## AIM OF THE TASK
Select the lines below containing the word "shutdown".

[Data records]
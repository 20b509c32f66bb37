//! Pagination for the admin query views.

use serde::{Deserialize, Serialize};

use crate::constants;

/// `limit`/`skip` window requested by a caller.
#[derive(Debug, Clone, Copy, PartialEq, Eq, Serialize, Deserialize)]
pub struct PageRequest {
    #[serde(default = "default_limit")]
    pub limit: usize,
    #[serde(default)]
    pub skip: usize,
}

fn default_limit() -> usize {
    constants::DEFAULT_PAGE_LIMIT
}

impl Default for PageRequest {
    fn default() -> Self {
        Self {
            limit: default_limit(),
            skip: 0,
        }
    }
}

impl PageRequest {
    #[must_use]
    pub fn new(limit: usize, skip: usize) -> Self {
        Self { limit, skip }
    }

    /// Clamp `limit` into `1..=max_limit`.
    #[must_use]
    pub fn clamped(self, max_limit: usize) -> Self {
        Self {
            limit: self.limit.clamp(1, max_limit.max(1)),
            skip: self.skip,
        }
    }
}

/// One page of results plus the `{total, limit, skip}` envelope.
#[derive(Debug, Clone, PartialEq, Eq, Serialize, Deserialize)]
pub struct Page<T> {
    pub items: Vec<T>,
    pub total: usize,
    pub limit: usize,
    pub skip: usize,
}

impl<T> Page<T> {
    /// Cut a page out of an already-filtered, already-sorted result set.
    #[must_use]
    pub fn from_vec(all: Vec<T>, request: PageRequest) -> Self {
        let total = all.len();
        let items = all
            .into_iter()
            .skip(request.skip)
            .take(request.limit)
            .collect();
        Self {
            items,
            total,
            limit: request.limit,
            skip: request.skip,
        }
    }

    #[must_use]
    pub fn has_more(&self) -> bool {
        self.skip + self.items.len() < self.total
    }
}
//! Wallet model.
//!
//! The `balance` on a wallet is a cache. The ledger is the source of truth;
//! the cache can be rebuilt from it at any time.

use chrono::{DateTime, Utc};
use serde::{Deserialize, Serialize};

use crate::{Amount, UserId, WalletId};

/// A user's platform wallet.
#[derive(Debug, Clone, PartialEq, Eq, Serialize, Deserialize)]
pub struct Wallet {
    pub id: WalletId,
    pub owner_id: UserId,
    /// Cached signed sum of this wallet's ledger entries.
    pub balance: Amount,
    /// Bumped on every balance write; used for optimistic concurrency.
    pub version: u64,
    pub created_at: DateTime<Utc>,
}

impl Wallet {
    #[must_use]
    pub fn open(owner_id: UserId, created_at: DateTime<Utc>) -> Self {
        Self {
            id: WalletId::new(),
            owner_id,
            balance: Amount::ZERO,
            version: 0,
            created_at,
        }
    }
}

#[cfg(test)]
mod tests {
    use super::*;

    #[test]
    fn new_wallet_is_empty() {
        let owner = UserId::new();
        let w = Wallet::open(owner, Utc::now());
        assert_eq!(w.owner_id, owner);
        assert!(w.balance.is_zero());
        assert_eq!(w.version, 0);
    }
}
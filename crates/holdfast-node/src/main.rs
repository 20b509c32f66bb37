//! holdfast-node: escrow settlement node
//!
//! Wires the ledger, the order store and the escrow machine, then runs the
//! disbursement scheduler until Ctrl+C.
//!
//! ## Architecture
//! ```text
//! [Clock] ──▶ [DisbursementScheduler] ──tick──▶ [EscrowMachine]
//!                                                 │        │
//!                                                 ▼        ▼
//!                                          [OrderStore] [LedgerStore]
//! ```
//!
//! ## Configuration
//! - HOLDFAST_CONFIG: path to a JSON `EscrowConfig` (defaults when unset)
//! - HOLDFAST_LOG: tracing filter directive (default: "info")
//! - HOLDFAST_LOG_FORMAT: "json" for JSON lines, anything else for text

use std::sync::Arc;

use holdfast_disbursement::{DisbursementQuery, DisbursementScheduler, ManualTrigger};
use holdfast_escrow::{EscrowMachine, InMemoryComplaintBoard, InMemoryOrderStore, InMemoryShopDirectory};
use holdfast_ledger::{InMemoryLedgerStore, WalletAccessor};
use holdfast_types::{EscrowConfig, HoldfastError, Result, SystemClock};
use tracing::{error, info};
use tracing_subscriber::{layer::SubscriberExt, util::SubscriberInitExt};

#[tokio::main]
async fn main() -> std::result::Result<(), Box<dyn std::error::Error>> {
    init_tracing(std::env::var("HOLDFAST_LOG_FORMAT").is_ok_and(|f| f == "json"));

    let config = load_config(std::env::var("HOLDFAST_CONFIG").ok().as_deref()).inspect_err(|e| {
        error!(error = %e, "failed to load configuration");
    })?;
    info!(
        escrow_period_hours = config.escrow_period_hours,
        tick_interval_minutes = config.tick_interval_minutes,
        max_in_flight = config.max_in_flight,
        fee_rate = %config.platform_fee_rate,
        "starting holdfast-node"
    );

    let clock = Arc::new(SystemClock);
    let ledger = Arc::new(InMemoryLedgerStore::new());
    let machine = EscrowMachine::new(
        Arc::new(InMemoryOrderStore::new()),
        WalletAccessor::new(ledger, clock.clone()),
        Arc::new(InMemoryComplaintBoard::new()),
        Arc::new(InMemoryShopDirectory::new()),
        clock,
        config.escrow_period(),
    );
    let query = DisbursementQuery::new(machine.clone(), &config);
    let trigger = ManualTrigger::from_config(machine.clone(), &config);
    let scheduler = Arc::new(DisbursementScheduler::new(
        machine,
        config.tick_interval(),
        config.max_in_flight,
    ));

    let handle = scheduler.clone().spawn()?;
    info!(
        trigger_timeout_ms = u64::try_from(trigger.timeout().as_millis()).unwrap_or(u64::MAX),
        "disbursement scheduler running, press Ctrl+C to exit"
    );

    tokio::signal::ctrl_c().await?;
    info!("shutdown requested");
    handle.shutdown().await?;

    let stats = query.stats().await?;
    let status = scheduler.status();
    info!(
        ticks = status.ticks,
        holding = stats.holding_count,
        released = stats.released_count,
        refunded = stats.refunded_count,
        "holdfast-node stopped"
    );
    Ok(())
}

fn init_tracing(json: bool) {
    let filter = tracing_subscriber::EnvFilter::try_from_env("HOLDFAST_LOG")
        .unwrap_or_else(|_| tracing_subscriber::EnvFilter::new("info"));
    let registry = tracing_subscriber::registry().with(filter);
    if json {
        registry.with(tracing_subscriber::fmt::layer().json()).init();
    } else {
        registry.with(tracing_subscriber::fmt::layer()).init();
    }
}

/// Read the escrow policy from `path`, or the defaults when no path is set.
fn load_config(path: Option<&str>) -> Result<EscrowConfig> {
    let Some(path) = path else {
        let config = EscrowConfig::default();
        config.validate()?;
        return Ok(config);
    };
    let raw = std::fs::read_to_string(path)
        .map_err(|e| HoldfastError::Configuration(format!("cannot read {path}: {e}")))?;
    EscrowConfig::from_json_str(&raw)
}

## OUTPUT
    info!("shutdown requested");
    handle.shutdown().await?;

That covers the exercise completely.